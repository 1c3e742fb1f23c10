//! CryptoNote `hash_to_ec`: Keccak-256 of the input mapped onto the curve with the
//! Elligator-style map of `ge_fromfe_frombytes_vartime`, then cleared of the cofactor.
//!
//! dalek keeps its field arithmetic private, so the map carries its own GF(2^255 - 19).

use std::ops::{Add, Mul, Neg, Sub};

use curve25519_dalek::edwards::{CompressedEdwardsY, EdwardsPoint};

use super::keccak256;

const LOW_51_BITS: u64 = (1 << 51) - 1;

/// Montgomery coefficient of curve25519
const MONTGOMERY_A: u64 = 486_662;

/// `(p - 5) / 8`, little endian
const P_MINUS_5_DIV_8: [u8; 32] = [
    0xfd, 0xff, 0xff, 0xff, 0xff, 0xff, 0xff, 0xff, 0xff, 0xff, 0xff, 0xff, 0xff, 0xff, 0xff, 0xff,
    0xff, 0xff, 0xff, 0xff, 0xff, 0xff, 0xff, 0xff, 0xff, 0xff, 0xff, 0xff, 0xff, 0xff, 0xff, 0x0f,
];

/// `p - 2`, little endian
const P_MINUS_2: [u8; 32] = [
    0xeb, 0xff, 0xff, 0xff, 0xff, 0xff, 0xff, 0xff, 0xff, 0xff, 0xff, 0xff, 0xff, 0xff, 0xff, 0xff,
    0xff, 0xff, 0xff, 0xff, 0xff, 0xff, 0xff, 0xff, 0xff, 0xff, 0xff, 0xff, 0xff, 0xff, 0xff, 0x7f,
];

/// Element of GF(2^255 - 19) in five 51-bit limbs. Limbs stay below 2^52 between operations.
#[derive(Debug, Clone, Copy)]
struct FieldElement([u64; 5]);

impl FieldElement {
    const ONE: Self = Self([1, 0, 0, 0, 0]);

    fn from_u64(value: u64) -> Self {
        Self::reduce([value & LOW_51_BITS, value >> 51, 0, 0, 0])
    }

    /// Reads all 256 bits. Bit 255 is folded back in as 19 rather than dropped.
    fn from_bytes_wide(bytes: &[u8; 32]) -> Self {
        let mut words = [0u64; 4];
        for (word, chunk) in words.iter_mut().zip(bytes.chunks_exact(8)) {
            *word = chunk
                .iter()
                .rev()
                .fold(0, |acc, byte| (acc << 8) | u64::from(*byte));
        }
        let top_bit = words[3] >> 63;
        Self::reduce([
            (words[0] & LOW_51_BITS) + 19 * top_bit,
            ((words[0] >> 51) | (words[1] << 13)) & LOW_51_BITS,
            ((words[1] >> 38) | (words[2] << 26)) & LOW_51_BITS,
            ((words[2] >> 25) | (words[3] << 39)) & LOW_51_BITS,
            (words[3] >> 12) & LOW_51_BITS,
        ])
    }

    /// Canonical little-endian encoding
    fn to_bytes(self) -> [u8; 32] {
        let mut limbs = Self::reduce(self.0).0;

        // q = 1 exactly when the value is at least p
        let mut q = (limbs[0] + 19) >> 51;
        for limb in &limbs[1..] {
            q = (limb + q) >> 51;
        }
        limbs[0] += 19 * q;
        for i in 0..4 {
            limbs[i + 1] += limbs[i] >> 51;
            limbs[i] &= LOW_51_BITS;
        }
        limbs[4] &= LOW_51_BITS;

        let words = [
            limbs[0] | (limbs[1] << 51),
            (limbs[1] >> 13) | (limbs[2] << 38),
            (limbs[2] >> 26) | (limbs[3] << 25),
            (limbs[3] >> 39) | (limbs[4] << 12),
        ];
        let mut bytes = [0u8; 32];
        for (chunk, word) in bytes.chunks_exact_mut(8).zip(words) {
            chunk.copy_from_slice(&word.to_le_bytes());
        }
        bytes
    }

    fn reduce(mut limbs: [u64; 5]) -> Self {
        let carries = limbs.map(|limb| limb >> 51);
        for limb in limbs.iter_mut() {
            *limb &= LOW_51_BITS;
        }
        limbs[0] += carries[4] * 19;
        for i in 1..5 {
            limbs[i] += carries[i - 1];
        }
        Self(limbs)
    }

    fn is_zero(self) -> bool {
        self.to_bytes() == [0; 32]
    }

    fn square(self) -> Self {
        self * self
    }

    /// `self^exponent` for a little-endian exponent
    fn pow(self, exponent: &[u8; 32]) -> Self {
        let mut result = Self::ONE;
        for byte in exponent.iter().rev() {
            for bit in (0..8).rev() {
                result = result.square();
                if (byte >> bit) & 1 == 1 {
                    result = result * self;
                }
            }
        }
        result
    }

    /// Zero maps to zero
    fn invert(self) -> Self {
        self.pow(&P_MINUS_2)
    }
}

impl Add for FieldElement {
    type Output = Self;

    fn add(self, rhs: Self) -> Self {
        let mut limbs = self.0;
        for (limb, other) in limbs.iter_mut().zip(rhs.0) {
            *limb += other;
        }
        Self::reduce(limbs)
    }
}

impl Sub for FieldElement {
    type Output = Self;

    fn sub(self, rhs: Self) -> Self {
        // 16p keeps every limb positive
        const SIXTEEN_P: [u64; 5] = [
            36_028_797_018_963_664,
            36_028_797_018_963_952,
            36_028_797_018_963_952,
            36_028_797_018_963_952,
            36_028_797_018_963_952,
        ];
        let mut limbs = self.0;
        for i in 0..5 {
            limbs[i] = limbs[i] + SIXTEEN_P[i] - rhs.0[i];
        }
        Self::reduce(limbs)
    }
}

impl Neg for FieldElement {
    type Output = Self;

    fn neg(self) -> Self {
        Self([0; 5]) - self
    }
}

impl Mul for FieldElement {
    type Output = Self;

    fn mul(self, rhs: Self) -> Self {
        let wide = |x: u64, y: u64| u128::from(x) * u128::from(y);
        let a = self.0;
        let b = rhs.0;
        let b19 = b.map(|limb| limb * 19);

        let c0 = wide(a[0], b[0])
            + wide(a[4], b19[1])
            + wide(a[3], b19[2])
            + wide(a[2], b19[3])
            + wide(a[1], b19[4]);
        let mut c1 = wide(a[1], b[0])
            + wide(a[0], b[1])
            + wide(a[4], b19[2])
            + wide(a[3], b19[3])
            + wide(a[2], b19[4]);
        let mut c2 = wide(a[2], b[0])
            + wide(a[1], b[1])
            + wide(a[0], b[2])
            + wide(a[4], b19[3])
            + wide(a[3], b19[4]);
        let mut c3 = wide(a[3], b[0])
            + wide(a[2], b[1])
            + wide(a[1], b[2])
            + wide(a[0], b[3])
            + wide(a[4], b19[4]);
        let mut c4 = wide(a[4], b[0])
            + wide(a[3], b[1])
            + wide(a[2], b[2])
            + wide(a[1], b[3])
            + wide(a[0], b[4]);

        c1 += c0 >> 51;
        c2 += c1 >> 51;
        c3 += c2 >> 51;
        c4 += c3 >> 51;
        let carry = (c4 >> 51) as u64;

        let mut limbs = [
            (c0 as u64) & LOW_51_BITS,
            (c1 as u64) & LOW_51_BITS,
            (c2 as u64) & LOW_51_BITS,
            (c3 as u64) & LOW_51_BITS,
            (c4 as u64) & LOW_51_BITS,
        ];
        limbs[0] += carry * 19;
        limbs[1] += limbs[0] >> 51;
        limbs[0] &= LOW_51_BITS;
        Self(limbs)
    }
}

/// Maps `data` to a point of the prime order subgroup the way CryptoNote's `hash_to_ec` does.
/// Returns `None` only if the mapped y coordinate fails to decompress, which the map rules out
/// for every input but is not assumed.
pub(crate) fn hash_to_point(data: &[u8]) -> Option<EdwardsPoint> {
    let a = FieldElement::from_u64(MONTGOMERY_A);
    let u = FieldElement::from_bytes_wide(&keccak256(data));

    let v = u.square() + u.square();
    let w = v + FieldElement::ONE;
    let x = w.square() - a.square() * v;

    // candidate square root of w / x
    let x3 = x.square() * x;
    let x7 = x3.square() * x;
    let root = w * x3 * (w * x7).pow(&P_MINUS_5_DIV_8);
    let check = root.square() * x;

    let negative = !(w - check).is_zero() && !(w + check).is_zero();
    let z = if negative { -a } else { -(a * v) };

    let y = (z - w) * (z + w).invert();
    let mut encoded = y.to_bytes();
    encoded[31] |= u8::from(negative) << 7;
    CompressedEdwardsY(encoded)
        .decompress()
        .map(|point| point.mul_by_cofactor())
}

#[cfg(test)]
mod tests {
    use curve25519_dalek::constants::ED25519_BASEPOINT_COMPRESSED;
    use test_case::test_case;

    use super::*;

    fn bytes(hex_str: &str) -> [u8; 32] {
        hex::decode(hex_str).unwrap().try_into().unwrap()
    }

    // first row from Monero's tests/crypto/tests.txt, the rest hash 32 repeated bytes
    #[test_case(
        "da66e9ba613919dec28ef367a125bb310d6d83fb9052e71034164b6dc4f392d0",
        "52b3f38753b4e13b74624862e253072cf12f745d43fcfafbe8c217701a6e5875";
        "square branch"
    )]
    #[test_case(
        "0000000000000000000000000000000000000000000000000000000000000000",
        "2d2c4d74df05ba930eaab01825af274eaabcd217bf99dfd54fdf2efe574033f3";
        "non-square branch"
    )]
    #[test_case(
        "0101010101010101010101010101010101010101010101010101010101010101",
        "cc077a353803f70173260ced184179a87fed92c89d4d38e6b43ffd4f099baf22";
        "non-square branch again"
    )]
    #[test_case(
        "0303030303030303030303030303030303030303030303030303030303030303",
        "edf8cf4316b96b8678fa818c77c0afdcd3150e98d4d2e8d50781dc76bc025a68";
        "square branch again"
    )]
    fn matches_cryptonote_hash_to_ec(input: &str, expected: &str) {
        let point = hash_to_point(&bytes(input)).unwrap();

        assert_eq!(hex::encode(point.compress().to_bytes()), expected);
    }

    #[test]
    fn keccak_reproduces_the_pedersen_generator() {
        let hashed = keccak256(ED25519_BASEPOINT_COMPRESSED.as_bytes());
        let generator = CompressedEdwardsY(hashed)
            .decompress()
            .unwrap()
            .mul_by_cofactor();

        assert_eq!(
            hex::encode(generator.compress().to_bytes()),
            "8b655970153799af2aeadc9ff1add0ea6c7251d54154cfa92c173a0dd39c1f94"
        );
    }

    #[test]
    fn wide_load_folds_the_top_bit() {
        // 2^256 - 1 = 37 (mod p)
        let mut expected = [0u8; 32];
        expected[0] = 37;

        assert_eq!(FieldElement::from_bytes_wide(&[0xff; 32]).to_bytes(), expected);
    }

    #[test]
    fn inverse_and_negation_agree_with_the_field() {
        let value = FieldElement::from_bytes_wide(&keccak256(b"field"));

        assert_eq!((value * value.invert()).to_bytes(), FieldElement::ONE.to_bytes());
        assert!((value + (-value)).is_zero());
        assert!(!value.is_zero());
    }
}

◆ **What you will do**
Look above for the line containing "let mut encoded = y.to_bytes();". Output from there through the line containing "use curve25519_dalek::constants::ED25519_BASEPOINT_COMPRESSED;", exactly and inclusively.

◆ **Answer below**
    let mut encoded = y.to_bytes();
    encoded[31] |= u8::from(negative) << 7;
    CompressedEdwardsY(encoded)
        .decompress()
        .map(|point| point.mul_by_cofactor())
}

#[cfg(test)]
mod tests {
    use curve25519_dalek::constants::ED25519_BASEPOINT_COMPRESSED;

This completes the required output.